Should've

by Elisexyz



Category: Once Upon a Time (TV)
Genre: Alternate Universe - Canon Divergence, Angst with a Happy Ending, Character Death Fix, Emotional Hurt/Comfort, Family Feels, Fix-It, Gen, Grief/Mourning
Language: English
Status: Completed
Published: 2019-09-29
Updated: 2019-09-29
Packaged: 2020-10-07 00:10:56
Rating: Teen And Up Audiences
Warnings: No Archive Warnings Apply
Chapters: 1
Words: 2,633
Publisher: archiveofourown.org
Story URL: https://archiveofourown.org/works/20515817
Author URL: https://archiveofourown.org/users/Elisexyz/pseuds/Elisexyz
Summary: Five times Hook messes up the whole stepfather thing.(And one time he sets things right. Or tries to.)





	Should've

**Author's Note:**

> So. guess who was having Hookfire feels, for a change?  
This contains some Hook&Henry (although it's not exactly about the two of them per se), and mentions of Emma/Hook when it appears in canon, because the story follows the canonical events up until the s3 finale, but they eventually break up amicably. S4 is completely ignored, let's pretend like there was no Elsa at the end and Marian was actually Marian (which doesn't even come up in this fic because Hook couldn't care less about Regina's love life, but still).  
Enjoy!

The first time is massive and messy, the situation spinning out of control before he can even realize how quickly they are headed for destruction.
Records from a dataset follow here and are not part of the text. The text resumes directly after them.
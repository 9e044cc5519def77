//! Product store.

use crate::models::{CreateProduct, Product, UpdateProduct};
use crate::services::database::Database;
use crate::services::metrics::DB_QUERY_DURATION;
use chrono::Utc;
use service_core::error::AppError;
use tracing::{info, instrument};
use uuid::Uuid;

const PRODUCT_COLUMNS: &str = "id, sku, name, description, unit_price, unit_of_measure, \
    category, tax_rate, active, created_at, updated_at";

impl Database {
    /// Create a new product.
    #[instrument(skip(self, input))]
    pub async fn create_product(&self, input: &CreateProduct) -> Result<Product, AppError> {
        let timer = DB_QUERY_DURATION
            .with_label_values(&["create_product"])
            .start_timer();

        let now = Utc::now();
        let product = sqlx::query_as::<_, Product>(&format!(
            "INSERT INTO products ({PRODUCT_COLUMNS})
             VALUES (?1, ?2, ?3, ?4, ?5, ?6, ?7, ?8, ?9, ?10, ?11)
             RETURNING {PRODUCT_COLUMNS}"
        ))
        .bind(Uuid::new_v4().to_string())
        .bind(&input.sku)
        .bind(&input.name)
        .bind(&input.description)
        .bind(input.unit_price.to_string())
        .bind(&input.unit_of_measure)
        .bind(&input.category)
        .bind(input.tax_rate.to_string())
        .bind(input.active)
        .bind(now)
        .bind(now)
        .fetch_one(self.pool())
        .await
        .map_err(|e| match e {
            sqlx::Error::Database(ref db_err) if db_err.is_unique_violation() => {
                AppError::Conflict(anyhow::anyhow!("SKU '{}' already exists", input.sku))
            }
            _ => AppError::DatabaseError(anyhow::anyhow!("Failed to create product: {}", e)),
        })?;

        timer.observe_duration();

        info!(product_id = %product.id, sku = %product.sku, "Product created");

        Ok(product)
    }

    /// Get a product by ID.
    #[instrument(skip(self), fields(product_id = %id))]
    pub async fn get_product(&self, id: Uuid) -> Result<Option<Product>, AppError> {
        let timer = DB_QUERY_DURATION
            .with_label_values(&["get_product"])
            .start_timer();

        let product = sqlx::query_as::<_, Product>(&format!(
            "SELECT {PRODUCT_COLUMNS} FROM products WHERE id = ?1"
        ))
        .bind(id.to_string())
        .fetch_optional(self.pool())
        .await
        .map_err(|e| AppError::DatabaseError(anyhow::anyhow!("Failed to get product: {}", e)))?;

        timer.observe_duration();

        Ok(product)
    }

    /// Get a product by SKU.
    #[instrument(skip(self))]
    pub async fn get_product_by_sku(&self, sku: &str) -> Result<Option<Product>, AppError> {
        let product = sqlx::query_as::<_, Product>(&format!(
            "SELECT {PRODUCT_COLUMNS} FROM products WHERE sku = ?1"
        ))
        .bind(sku)
        .fetch_optional(self.pool())
        .await
        .map_err(|e| AppError::DatabaseError(anyhow::anyhow!("Failed to get product: {}", e)))?;

        Ok(product)
    }

    /// List active products by name.
    #[instrument(skip(self))]
    pub async fn get_products(&self) -> Result<Vec<Product>, AppError> {
        let timer = DB_QUERY_DURATION
            .with_label_values(&["get_products"])
            .start_timer();

        let products = sqlx::query_as::<_, Product>(&format!(
            "SELECT {PRODUCT_COLUMNS} FROM products WHERE active = 1 ORDER BY name ASC"
        ))
        .fetch_all(self.pool())
        .await
        .map_err(|e| AppError::DatabaseError(anyhow::anyhow!("Failed to list products: {}", e)))?;

        timer.observe_duration();

        Ok(products)
    }

    /// Case-insensitive search over SKU, name, and description of active
    /// products.
    #[instrument(skip(self, query))]
    pub async fn search_products(&self, query: &str) -> Result<Vec<Product>, AppError> {
        let timer = DB_QUERY_DURATION
            .with_label_values(&["search_products"])
            .start_timer();

        let pattern = format!("%{}%", query.to_lowercase());
        let products = sqlx::query_as::<_, Product>(&format!(
            "SELECT {PRODUCT_COLUMNS} FROM products
             WHERE (LOWER(sku) LIKE ?1 OR LOWER(name) LIKE ?1 OR LOWER(description) LIKE ?1)
               AND active = 1
             ORDER BY name ASC"
        ))
        .bind(&pattern)
        .fetch_all(self.pool())
        .await
        .map_err(|e| AppError::DatabaseError(anyhow::anyhow!("Failed to search products: {}", e)))?;

        timer.observe_duration();

        Ok(products)
    }

    /// Partially update a product.
    #[instrument(skip(self, input), fields(product_id = %id))]
    pub async fn update_product(
        &self,
        id: Uuid,
        input: &UpdateProduct,
    ) -> Result<Option<Product>, AppError> {
        let timer = DB_QUERY_DURATION
            .with_label_values(&["update_product"])
            .start_timer();

        let product = sqlx::query_as::<_, Product>(&format!(
            "UPDATE products
             SET sku = COALESCE(?2, sku),
                 name = COALESCE(?3, name),
                 description = COALESCE(?4, description),
                 unit_price = COALESCE(?5, unit_price),
                 unit_of_measure = COALESCE(?6, unit_of_measure),
                 category = COALESCE(?7, category),
                 tax_rate = COALESCE(?8, tax_rate),
                 active = COALESCE(?9, active),
                 updated_at = ?10
             WHERE id = ?1
             RETURNING {PRODUCT_COLUMNS}"
        ))
        .bind(id.to_string())
        .bind(&input.sku)
        .bind(&input.name)
        .bind(&input.description)
        .bind(input.unit_price.map(|v| v.to_string()))
        .bind(&input.unit_of_measure)
        .bind(&input.category)
        .bind(input.tax_rate.map(|v| v.to_string()))
        .bind(input.active)
        .bind(Utc::now())
        .fetch_optional(self.pool())
        .await
        .map_err(|e| match e {
            sqlx::Error::Database(ref db_err) if db_err.is_unique_violation() => {
                AppError::Conflict(anyhow::anyhow!("SKU already exists"))
            }
            _ => AppError::DatabaseError(anyhow::anyhow!("Failed to update product: {}", e)),
        })?;

        timer.observe_duration();

        Ok(product)
    }

    /// Delete a product. Line items that referenced it keep their copied
    /// description and price; the reference is cleared.
    #[instrument(skip(self), fields(product_id = %id))]
    pub async fn delete_product(&self, id: Uuid) -> Result<bool, AppError> {
        let result = sqlx::query("DELETE FROM products WHERE id = ?1")
            .bind(id.to_string())
            .execute(self.pool())
            .await
            .map_err(|e| AppError::DatabaseError(anyhow::anyhow!("Failed to delete product: {}", e)))?;

        let deleted = result.rows_affected() > 0;
        if deleted {
            info!(product_id = %id, "Product deleted");
        }

        Ok(deleted)
    }
}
Baelfire wasn’t meant to find out about Milah, not like this, not when he had the time to get riled up before Killian could even get a word in, attempt to explain that he has loved his mother dearly and never meant to hurt either one of them.

(If he’s being honest, though, he doesn’t even know when he planned to tell him. Things were way too serene for him to risk shattering it all.)
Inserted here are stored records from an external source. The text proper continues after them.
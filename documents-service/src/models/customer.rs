//! Customer model and shipping addresses.

use chrono::{DateTime, Utc};
use serde::{Deserialize, Serialize};
use sqlx::sqlite::SqliteRow;
use sqlx::FromRow;
use sqlx::Row;
use uuid::Uuid;

use super::decode_uuid;

/// Customer record. Lifecycle is external to the document core; a customer
/// cannot be deleted while documents reference it.
#[derive(Debug, Clone, Serialize, Deserialize)]
pub struct Customer {
    pub id: Uuid,
    pub name: String,
    pub address_line1: String,
    pub address_line2: Option<String>,
    pub city: String,
    pub state: String,
    pub zip: String,
    pub country: String,
    pub contact_person: Option<String>,
    pub email: Option<String>,
    pub phone: Option<String>,
    pub fax: Option<String>,
    pub tax_id: Option<String>,
    pub currency: String,
    pub notes: Option<String>,
    pub created_at: DateTime<Utc>,
    pub updated_at: DateTime<Utc>,
}

impl FromRow<'_, SqliteRow> for Customer {
    fn from_row(row: &SqliteRow) -> Result<Self, sqlx::Error> {
        Ok(Self {
            id: decode_uuid(row, "id")?,
            name: row.try_get("name")?,
            address_line1: row.try_get("address_line1")?,
            address_line2: row.try_get("address_line2")?,
            city: row.try_get("city")?,
            state: row.try_get("state")?,
            zip: row.try_get("zip")?,
            country: row.try_get("country")?,
            contact_person: row.try_get("contact_person")?,
            email: row.try_get("email")?,
            phone: row.try_get("phone")?,
            fax: row.try_get("fax")?,
            tax_id: row.try_get("tax_id")?,
            currency: row.try_get("currency")?,
            notes: row.try_get("notes")?,
            created_at: row.try_get("created_at")?,
            updated_at: row.try_get("updated_at")?,
        })
    }
}

/// Input for creating a customer.
#[derive(Debug, Clone, Serialize, Deserialize)]
pub struct CreateCustomer {
    pub name: String,
    pub address_line1: String,
    #[serde(default)]
    pub address_line2: Option<String>,
    pub city: String,
    pub state: String,
    pub zip: String,
    pub country: String,
    #[serde(default)]
    pub contact_person: Option<String>,
    #[serde(default)]
    pub email: Option<String>,
    #[serde(default)]
    pub phone: Option<String>,
    #[serde(default)]
    pub fax: Option<String>,
    #[serde(default)]
    pub tax_id: Option<String>,
    #[serde(default = "default_currency")]
    pub currency: String,
    #[serde(default)]
    pub notes: Option<String>,
}

fn default_currency() -> String {
    "USD".to_string()
}

/// Partial customer patch.
#[derive(Debug, Clone, Default, Serialize, Deserialize)]
pub struct UpdateCustomer {
    pub name: Option<String>,
    pub address_line1: Option<String>,
    pub address_line2: Option<String>,
    pub city: Option<String>,
    pub state: Option<String>,
    pub zip: Option<String>,
    pub country: Option<String>,
    pub contact_person: Option<String>,
    pub email: Option<String>,
    pub phone: Option<String>,
    pub fax: Option<String>,
    pub tax_id: Option<String>,
    pub currency: Option<String>,
    pub notes: Option<String>,
}

/// Named shipping address belonging to a customer. At most one address per
/// customer is the default.
#[derive(Debug, Clone, Serialize, Deserialize)]
pub struct ShippingAddress {
    pub id: Uuid,
    pub customer_id: Uuid,
    pub name: String,
    pub address_line1: String,
    pub address_line2: Option<String>,
    pub city: String,
    pub state: String,
    pub zip: String,
    pub country: String,
    pub is_default: bool,
    pub created_at: DateTime<Utc>,
    pub updated_at: DateTime<Utc>,
}

impl FromRow<'_, SqliteRow> for ShippingAddress {
    fn from_row(row: &SqliteRow) -> Result<Self, sqlx::Error> {
        Ok(Self {
            id: decode_uuid(row, "id")?,
            customer_id: decode_uuid(row, "customer_id")?,
            name: row.try_get("name")?,
            address_line1: row.try_get("address_line1")?,
            address_line2: row.try_get("address_line2")?,
            city: row.try_get("city")?,
            state: row.try_get("state")?,
            zip: row.try_get("zip")?,
            country: row.try_get("country")?,
            is_default: row.try_get("is_default")?,
            created_at: row.try_get("created_at")?,
            updated_at: row.try_get("updated_at")?,
        })
    }
}

/// Input for creating a shipping address.
#[derive(Debug, Clone, Serialize, Deserialize)]
pub struct CreateShippingAddress {
    pub name: String,
    pub address_line1: String,
    #[serde(default)]
    pub address_line2: Option<String>,
    pub city: String,
    pub state: String,
    pub zip: String,
    pub country: String,
    #[serde(default)]
    pub is_default: bool,
}

/// Partial shipping address patch.
#[derive(Debug, Clone, Default, Serialize, Deserialize)]
pub struct UpdateShippingAddress {
    pub name: Option<String>,
    pub address_line1: Option<String>,
    pub address_line2: Option<String>,
    pub city: Option<String>,
    pub state: Option<String>,
    pub zip: Option<String>,
    pub country: Option<String>,
    pub is_default: Option<bool>,
}
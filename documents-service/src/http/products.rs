//! Product handlers.

use axum::extract::{Path, Query, State};
use axum::http::StatusCode;
use axum::Json;
use serde::Deserialize;
use service_core::error::AppError;
use uuid::Uuid;

use crate::models::{CreateProduct, Product, UpdateProduct};

use super::AppState;

#[derive(Debug, Deserialize)]
pub struct SearchQuery {
    pub q: Option<String>,
    pub sku: Option<String>,
}

pub async fn list_products(
    State(state): State<AppState>,
    Query(query): Query<SearchQuery>,
) -> Result<Json<Vec<Product>>, AppError> {
    if let Some(ref sku) = query.sku {
        let product = state
            .db
            .get_product_by_sku(sku)
            .await?
            .ok_or_else(|| AppError::NotFound(anyhow::anyhow!("SKU '{}' not found", sku)))?;
        return Ok(Json(vec![product]));
    }

    let products = match query.q {
        Some(ref q) if !q.is_empty() => state.db.search_products(q).await?,
        _ => state.db.get_products().await?,
    };
    Ok(Json(products))
}

pub async fn create_product(
    State(state): State<AppState>,
    Json(body): Json<CreateProduct>,
) -> Result<(StatusCode, Json<Product>), AppError> {
    let product = state.db.create_product(&body).await?;
    Ok((StatusCode::CREATED, Json(product)))
}

pub async fn get_product(
    State(state): State<AppState>,
    Path(id): Path<Uuid>,
) -> Result<Json<Product>, AppError> {
    let product = state
        .db
        .get_product(id)
        .await?
        .ok_or_else(|| AppError::NotFound(anyhow::anyhow!("Product {} not found", id)))?;
    Ok(Json(product))
}

pub async fn update_product(
    State(state): State<AppState>,
    Path(id): Path<Uuid>,
    Json(body): Json<UpdateProduct>,
) -> Result<Json<Product>, AppError> {
    let product = state
        .db
        .update_product(id, &body)
        .await?
        .ok_or_else(|| AppError::NotFound(anyhow::anyhow!("Product {} not found", id)))?;
    Ok(Json(product))
}

pub async fn delete_product(
    State(state): State<AppState>,
    Path(id): Path<Uuid>,
) -> Result<StatusCode, AppError> {
    let deleted = state.db.delete_product(id).await?;
    if !deleted {
        return Err(AppError::NotFound(anyhow::anyhow!(
            "Product {} not found",
            id
        )));
    }
    Ok(StatusCode::NO_CONTENT)
}
//! documents-service entry point.

use documents_service::http;
use documents_service::services::{metrics, Database};
use service_core::config::Config;
use service_core::error::AppError;
use service_core::observability::logging::init_tracing;
use tracing::info;

#[tokio::main]
async fn main() -> Result<(), AppError> {
    let config = Config::load()?;
    init_tracing("documents-service", &config.log_level);
    metrics::init_metrics();

    let db = Database::new(&config.database_url, config.max_connections).await?;
    db.run_migrations().await?;

    let app = http::router(db);
    let addr = format!("0.0.0.0:{}", config.port);
    let listener = tokio::net::TcpListener::bind(&addr).await?;
    info!(addr = %addr, "documents-service listening");

    axum::serve(listener, app)
        .with_graceful_shutdown(shutdown_signal())
        .await?;

    Ok(())
}

async fn shutdown_signal() {
    let _ = tokio::signal::ctrl_c().await;
    info!("Shutdown signal received");
}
Baelfire yells and cries, spits out venom like he’s suddenly become his father’s son, and Killian’s edges are way too sharp for him not to retaliate.

He won’t be abandoned, he won’t be rejected. If Baelfire doesn’t care for him enough to listen, Killian doesn’t care enough to protect him against his own selfish interests. That is how it works, _a pirate’s life for you, my boy_.

You don’t point a sword at your captain’s throat and expect to survive to tell the tale.

(Still, he begs to be given a second chance, up until the last minute. He begs, and he hopes, and it gets thrown in his face.)

(It’s no matter, he tells himself, he needs Baelfire even less than Baelfire needs him.)

The second time, he somehow manages to sink even lower.

It is not technically by his hand that he dies, but Killian finds himself in business with the woman who killed Baelfire like his life meant nothing, not even after she spent months posing as his fiancée, and his fingers suddenly feel soaked in blood.

He backstabs his allies with ease, feeling for once like he is on the right side of things, even fully knowing that getting in bed with the heroic sort is rarely a good idea – _The things we do for our children_ –, and he does his best to hold yet another candle for the dead.

He only drops it when it becomes evident that heroics are going to come at the cost of self-preservation, and, well, that is one step too far. It sounds reasonable, up until the moment when he finds out that among the people he will be screwing over to save his own skin there is Baelfire’s son, and the notion shakes him way more than it’d be comfortable to admit.

He leaves anyway, because it won’t be his first time stepping on a little boy to get what wants. He can do it.

(Except he can’t, he discovers, not with Emma’s words stuck in his head and the ghost of Baelfire walking around his ship, his accusing gaze burning on his skin and the echo of his laughter making his stomach shrink.)

He turns back, only to find out that he’s come a little too late and Henry has been taken to Neverland.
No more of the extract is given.